The part of this issue specific to LZMACompressor should now be fixed;
I've filed issue 19425 for the issue with Pool.map hanging.

--
resolution:  - fixed
stage: needs patch - committed/rejected
status: open - closed

___
Python tracker rep...@bugs.python.org
http://bugs.python.org/issue19395
___
___
Python-bugs-list mailing list
Unsubscribe: 
https://mail.python.org/mailman/options/python-bugs-list/archive%40mail-archive.com



[issue19395] unpickled LZMACompressor is crashy

2013-10-26 Thread Antoine Pitrou

Antoine Pitrou added the comment:

If it's not possible (or easily doable) to recreate the compressor's internal 
state, I agree it would be helpful for pickling to raise a TypeError.

--

___
Python tracker rep...@bugs.python.org
http://bugs.python.org/issue19395
___
___
Python-bugs-list mailing list
Unsubscribe: 
https://mail.python.org/mailman/options/python-bugs-list/archive%40mail-archive.com



[issue19395] unpickled LZMACompressor is crashy

2013-10-26 Thread Nadeem Vawda

Nadeem Vawda added the comment:

It looks like there's also a separate problem in the multiprocessing
module.

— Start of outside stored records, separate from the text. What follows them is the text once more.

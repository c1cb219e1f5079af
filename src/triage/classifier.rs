use log::{debug, warn};
use serde::{Deserialize, Serialize};

use super::lexicon::Lexicon;
use super::record::{ClassificationResult, ClassificationSource, Email};
use super::text::{tokenize, truncate_with_ellipsis};

/// Keyword-based classification over a lexicon.
pub struct FallbackClassifier<'a> {
    lexicon: &'a Lexicon,
}

impl<'a> FallbackClassifier<'a> {
    pub fn new(lexicon: &'a Lexicon) -> Self {
        FallbackClassifier { lexicon }
    }

    /// Returns the category with the most trigger hits in `text`.
    ///
    /// Ties go to the category listed first in the lexicon; no hit at all
    /// gives the default category.
    pub fn classify(&self, text: &str) -> &'a str {
        let tokens = tokenize(text);
        let scores = self.lexicon.scores(&tokens);

        let mut best: Option<(usize, usize)> = None;
        for (index, score) in scores.into_iter().enumerate() {
            if score == 0 {
                continue;
            }
            match best {
                Some((_, best_score)) if best_score >= score => {}
                _ => best = Some((index, score)),
            }
        }

        match best {
            Some((index, score)) => {
                debug!("Fallback match: {} ({} hit(s))", self.lexicon.name_at(index), score);
                self.lexicon.name_at(index)
            }
            None => self.lexicon.default_category(),
        }
    }
}

/// Category and summary returned by the primary (AI) classifier, before
/// validation against the lexicon.
#[derive(Debug, Clone, PartialEq, Eq, Serialize, Deserialize)]
pub struct PrimaryVerdict {
    pub category: String,
    pub summary: String,
}

/// Turns primary verdicts or their absence into classification results.
pub struct Triage {
    lexicon: Lexicon,
}

impl Triage {
    pub fn new(lexicon: Lexicon) -> Self {
        Triage { lexicon }
    }

    pub fn lexicon(&self) -> &Lexicon {
        &self.lexicon
    }

    /// Uses the primary verdict when there is one, the keyword fallback
    /// otherwise.
    pub fn classify_email(
        &self,
        email: &Email,
        primary: Option<PrimaryVerdict>,
    ) -> ClassificationResult {
        match primary {
            Some(verdict) => self.accept_verdict(email, verdict),
            None => self.fallback(email),
        }
    }

    /// Keyword classification with the generic summary.
    pub fn fallback(&self, email: &Email) -> ClassificationResult {
        let category = FallbackClassifier::new(&self.lexicon).classify(&email.full_text());
        ClassificationResult {
            category: category.to_string(),
            summary: format!(
                "Email from {} - {}",
                email.sender,
                truncate_with_ellipsis(&email.subject, 30)
            ),
            source: ClassificationSource::Fallback,
        }
    }

    fn accept_verdict(&self, email: &Email, verdict: PrimaryVerdict) -> ClassificationResult {
        let category = match self.lexicon.canonical(&verdict.category) {
            Some(category) => category.to_string(),
            None => {
                warn!(
                    "AI returned unknown category '{}', using '{}'",
                    verdict.category,
                    self.lexicon.default_category()
                );
                self.lexicon.default_category().to_string()
            }
        };

        let summary = match verdict.summary.trim() {
            "" => format!("Email from {} regarding {}", email.sender, email.subject),
            summary => summary.to_string(),
        };

        ClassificationResult {
            category,
            summary,
            source: ClassificationSource::Ai,
        }
    }
}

The following code hangs after hitting a TypeError trying to
pickle one of the TextIOWrapper objects:

import multiprocessing

def read(f): return f.read()

files = [open(path) for path in 3 * ['/dev/null']]
pool = multiprocessing.Pool()
results = pool.map(read, files)
print(results)

--
nosy: +jnoller, sbt

___
Python tracker rep...@bugs.python.org
http://bugs.python.org/issue19395
___
___
Python-bugs-list mailing list
Unsubscribe: 
https://mail.python.org/mailman/options/python-bugs-list/archive%40mail-archive.com



[issue19395] unpickled LZMACompressor is crashy

2013-10-25 Thread Antoine Pitrou

Antoine Pitrou added the comment:

The problem is that using an unpickled LZMACompressor crashes:

$ ./python -c import lzma, pickle; c = 
pickle.loads(pickle.dumps(lzma.LZMACompressor())); c.compress(b'')
Erreur de segmentation

Here is the gdb backtrace:

#0  0x77bcafc0 in sem_trywait () from 
/lib/x86_64-linux-gnu/libpthread.so.0
#1  0x00436c15 in PyThread_acquire_lock_timed (lock=0x0, 
microseconds=0, intr_flag=0) at Python/thread_pthread.h:350
#2  0x00436db8 in PyThread_acquire_lock (lock=0x0, waitflag=0) at 
Python/thread_pthread.h:556
#3  0x764a6538 in Compressor_compress (self=0x77e129a0, 
args=0x77f17468) at /home/antoine/cpython/default/Modules/_lzmamodule.c:533

--
nosy: +pitrou
stage:  - needs patch
title: lzma hangs for a very long time when run in parallel using python's 
muptiprocessing module? - unpickled LZMACompressor is crashy
type: behavior - crash
versions: +Python 3.4

___
Python tracker rep...@bugs.python.org
http://bugs.python.org/issue19395
___
___
Python-bugs-list mailing list
Unsubscribe: 
https://mail.python.org/mailman/options/python-bugs-list/archive%40mail-archive.com



[issue19395] unpickled LZMACompressor is crashy

2013-10-25 Thread Nadeem Vawda

Nadeem Vawda added the comment:

As far as I can tell, liblzma provides no way to serialize a compressor's
state, so the best we can do is raise a TypeError when attempting to
pickle the LZMACompressor (and likewise for LZMADecompressor).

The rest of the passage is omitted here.